11/14/97: PAUL McCARTNEY'S STANDING STONE

Nearly 35 years after his legendary first American performance with the Beatles transformed American popular culture, Paul McCartney arrives in New York this week for a very different kind of musical debut.

On November 19, Carnegie Hall -- just a few blocks north of the Ed Sullivan Theater where the Beatles played their televised debut in February 1964 -- will host the United States premiere of Standing Stone, McCartney's ambitious new "symphonic poem," commissioned by EMI Classics to commemorate the record company's centenary. The piece, McCartney's first symphonic work, was unveiled by the London Symphony Orchestra and Chorus and conductor Lawrence Foster at the Royal Albert Hall in October; Foster returns to lead the Orchestra of St. Luke's and the New York Choral Artists at Carnegie Hall. Strangely, it is this 75-minute, quasi-mystical meditation on the composer's Celtic roots which has, for the first time in over a decade, returned one of pop music's greatest hit-makers to the top of the charts: the LSO's recording of Standing Stone has occupied the #1 position on Billboard's Classical Album chart

for six straight weeks since its release.

The newly- knighted "Sir Paul" is one of a growing number of popular musicians venturing into classical territory.
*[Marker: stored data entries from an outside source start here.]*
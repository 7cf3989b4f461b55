//! One-shot decision cell.
//!
//! A queued request is resolved exactly once, either by the dispatcher
//! (`Execute`) or by its own wait budget running out (`Timeout`). Whoever
//! writes first wins; later writes are no-ops that report `false`.

use std::fmt;
use std::sync::atomic::{AtomicU8, Ordering};

use tokio::sync::Notify;
use tokio::time::Instant;
use tokio_util::sync::CancellationToken;

/// Outcome assigned to a queued request.
#[derive(Debug, Clone, Copy, PartialEq, Eq, Hash, Default)]
#[repr(u8)]
pub enum Decision {
    /// Not decided yet.
    #[default]
    None = 0,
    /// The request's wait budget ran out (or its caller cancelled).
    Timeout = 1,
    /// The request was chosen for execution.
    Execute = 2,
}

impl Decision {
    const fn from_u8(value: u8) -> Self {
        match value {
            1 => Self::Timeout,
            2 => Self::Execute,
            _ => Self::None,
        }
    }

    /// Returns whether the decision is final.
    #[must_use]
    pub const fn is_decided(self) -> bool {
        !matches!(self, Self::None)
    }
}

impl fmt::Display for Decision {
    fn fmt(&self, f: &mut fmt::Formatter<'_>) -> fmt::Result {
        match self {
            Self::None => f.write_str("none"),
            Self::Timeout => f.write_str("timeout"),
            Self::Execute => f.write_str("execute"),
        }
    }
}

/// Write-once decision cell with an async wait.
#[derive(Debug, Default)]
pub struct DecisionPromise {
    value: AtomicU8,
    decided: Notify,
}

impl DecisionPromise {
    /// Creates an undecided promise.
    #[must_use]
    pub fn new() -> Self {
        Self::default()
    }

    /// Returns the current decision without waiting.
    #[must_use]
    pub fn decision(&self) -> Decision {
        Decision::from_u8(self.value.load(Ordering::Acquire))
    }

    /// Sets the decision if nobody has yet.
    ///
    /// Returns `true` only for the first successful write. Writing
    /// [`Decision::None`] is refused.
    pub fn set_decision(&self, decision: Decision) -> bool {
        if !decision.is_decided() {
            return false;
        }

        let won = self
            .value
            .compare_exchange(
                Decision::None as u8,
                decision as u8,
                Ordering::AcqRel,
                Ordering::Acquire,
            )
            .is_ok();
        if won {
            self.decided.notify_waiters();
        }
        won
    }

    /// Waits until the decision is set, the deadline passes, or `cancel`
    /// fires.
    ///
    /// On deadline or cancellation the promise tries to set
    /// [`Decision::Timeout`] itself, then returns whatever value won. The
    /// result is therefore never [`Decision::None`].
    pub async fn wait_for_decision(&self, deadline: Instant, cancel: &CancellationToken) -> Decision {
        loop {
            let notified = self.decided.notified();
            tokio::pin!(notified);
            // Register before reading so a write between the read and the
            // await still wakes us.
            notified.as_mut().enable();

            let current = self.decision();
            if current.is_decided() {
                return current;
            }

            tokio::select! {
                () = &mut notified => {}
                () = tokio::time::sleep_until(deadline) => {
                    self.set_decision(Decision::Timeout);
                    return self.decision();
                }
                () = cancel.cancelled() => {
                    self.set_decision(Decision::Timeout);
                    return self.decision();
                }
            }
        }
    }
}

#[cfg(test)]
mod tests {
    use std::sync::Arc;
    use std::time::Duration;

    use super::*;

    #[test]
    fn test_first_write_wins() {
        let promise = DecisionPromise::new();
        assert_eq!(promise.decision(), Decision::None);

        assert!(promise.set_decision(Decision::Execute));
        assert!(!promise.set_decision(Decision::Timeout));
        assert!(!promise.set_decision(Decision::Execute));
        assert_eq!(promise.decision(), Decision::Execute);
    }

    #[test]
    fn test_none_is_not_a_decision() {
        let promise = DecisionPromise::new();
        assert!(!promise.set_decision(Decision::None));
        assert!(promise.set_decision(Decision::Timeout));
    }

    #[tokio::test(start_paused = true)]
    async fn test_wait_returns_value_set_by_another_task() {
        let promise = Arc::new(DecisionPromise::new());
        let setter = Arc::clone(&promise);
        tokio::spawn(async move {
            tokio::time::sleep(Duration::from_millis(10)).await;
            assert!(setter.set_decision(Decision::Execute));
        });

        let deadline = Instant::now() + Duration::from_secs(1);
        let decision = promise
            .wait_for_decision(deadline, &CancellationToken::new())
            .await;
        assert_eq!(decision, Decision::Execute);
    }

    #[tokio::test(start_paused = true)]
    async fn test_wait_times_out_and_sets_timeout() {
        let promise = DecisionPromise::new();
        let deadline = Instant::now() + Duration::from_secs(3);

        let decision = promise
            .wait_for_decision(deadline, &CancellationToken::new())
            .await;

        assert_eq!(decision, Decision::Timeout);
        assert!(Instant::now() >= deadline);
        // A late dispatcher loses.
        assert!(!promise.set_decision(Decision::Execute));
    }

    #[tokio::test(start_paused = true)]
    async fn test_cancellation_resolves_to_timeout() {
        let promise = DecisionPromise::new();
        let cancel = CancellationToken::new();
        cancel.cancel();

        let deadline = Instant::now() + Duration::from_secs(60);
        let decision = promise.wait_for_decision(deadline, &cancel).await;
        assert_eq!(decision, Decision::Timeout);
    }

    #[tokio::test(start_paused = true)]
    async fn test_repeated_waits_return_same_value() {
        let promise = DecisionPromise::new();
        let cancel = CancellationToken::new();
        let deadline = Instant::now() + Duration::from_millis(5);

        let first = promise.wait_for_decision(deadline, &cancel).await;
        let second = promise.wait_for_decision(deadline, &cancel).await;
        assert_eq!(first, Decision::Timeout);
        assert_eq!(first, second);
    }

    #[tokio::test(flavor = "multi_thread", worker_threads = 4)]
    async fn test_concurrent_execute_and_deadline_single_winner() {
        for _ in 0..200 {
            let promise = Arc::new(DecisionPromise::new());
            let setter = Arc::clone(&promise);
            let deadline = Instant::now() + Duration::from_micros(50);

            let dispatcher = tokio::spawn(async move {
                tokio::time::sleep(Duration::from_micros(50)).await;
                setter.set_decision(Decision::Execute)
            });
            let waited = promise
                .wait_for_decision(deadline, &CancellationToken::new())
                .await;
            let dispatcher_won = dispatcher.await.unwrap();

            assert!(waited.is_decided());
            assert_eq!(dispatcher_won, waited == Decision::Execute);
            assert_eq!(promise.decision(), waited);
        }
    }
}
A few years back, Elvis Costello, the brilliant English singer-songwriter (an occasional songwriting partner of McCartney's) recorded The Juliet Letters, an original song suite for voice and strings, with the Brodksy Quartet; Billy Joel has recently renounced pop music altogether, vowing to focus exclusively on classical composition. Often, pop musicians who undertake classical excursions find themselves doubly maligned: pop fans and critics regard these departures as signs of pretentiousness, fogiedom, impending senility; classical critics decry the pop stars as dilettantes and naifs.

McCartney is at once the ultimate sitting duck for this sort of criticism, and the exception to the rule. Like most rock musicians, McCartney has had no formal musical training. He can neither read nor write music. For his 1991 classical debut, Liverpool Oratorio, McCartney relied on the composer Carl Davis to translate his melodic ideas, composed on piano, into a full-fledged score. For Standing Stone, McCartney had a "virtual" collaborator -- he used a computer program to score his keyboard musings for orchestral instruments.

Classical purists may scoff at McCartney's unorthodox compositional method, but no one can deny the fact that he is uniquely qualified to attempt this audacious musical "crossover." By any measure, McCartney is one of the century's most important and influential composers; his career has been marked by his efforts to integrate classical musical elements into the pop song form. McCartney -- not his more rock 'n' roll-inclined partner, John Lennon -- was the visionary behind the Beatles' "classical" experiments: the famous, stately french horn solo in "For No One," the baroque piccolo trumpet part which enlivened "Penny Lane" (McCartney's gloss on Bach's Brandenberg Concertos), the marvelously expressive use of string octet in "Eleanor Rigby," the song

suite-like sweep of the Sergeant Pepper's Lonely Hearts Club Band album. McCartney's elegant, extraordinarily melodic, deeply idiosyncratic compositions for the Beatles have long startled and impressed classical musicians and critics alike (Leonard Bernstein was a particularly effusive admirer of McCartney's songs).

Whether McCartney will succeed in finding his voice as a classical composer remains to be seen. Reviews of Standing Stone have been mixed. Critics have lauded the work's musicality, but grumbled about its pastiches of Ives and Brahms, and the New Age-y hokum of its Celtic theme. Of course, a tendency towards hokey, sickly sweetness has always been one of McCartney's tragic flaws and one of his best qualities -- part of what made the Beatles so great is the sunny optimism that pervades so much of their work. Surely the sell-out crowd at Carnegie Hall will hear a little something of "All You Need Is Love" in Standing Stone's denouement, when its chorus declares "Love is the oldest secret of the universe."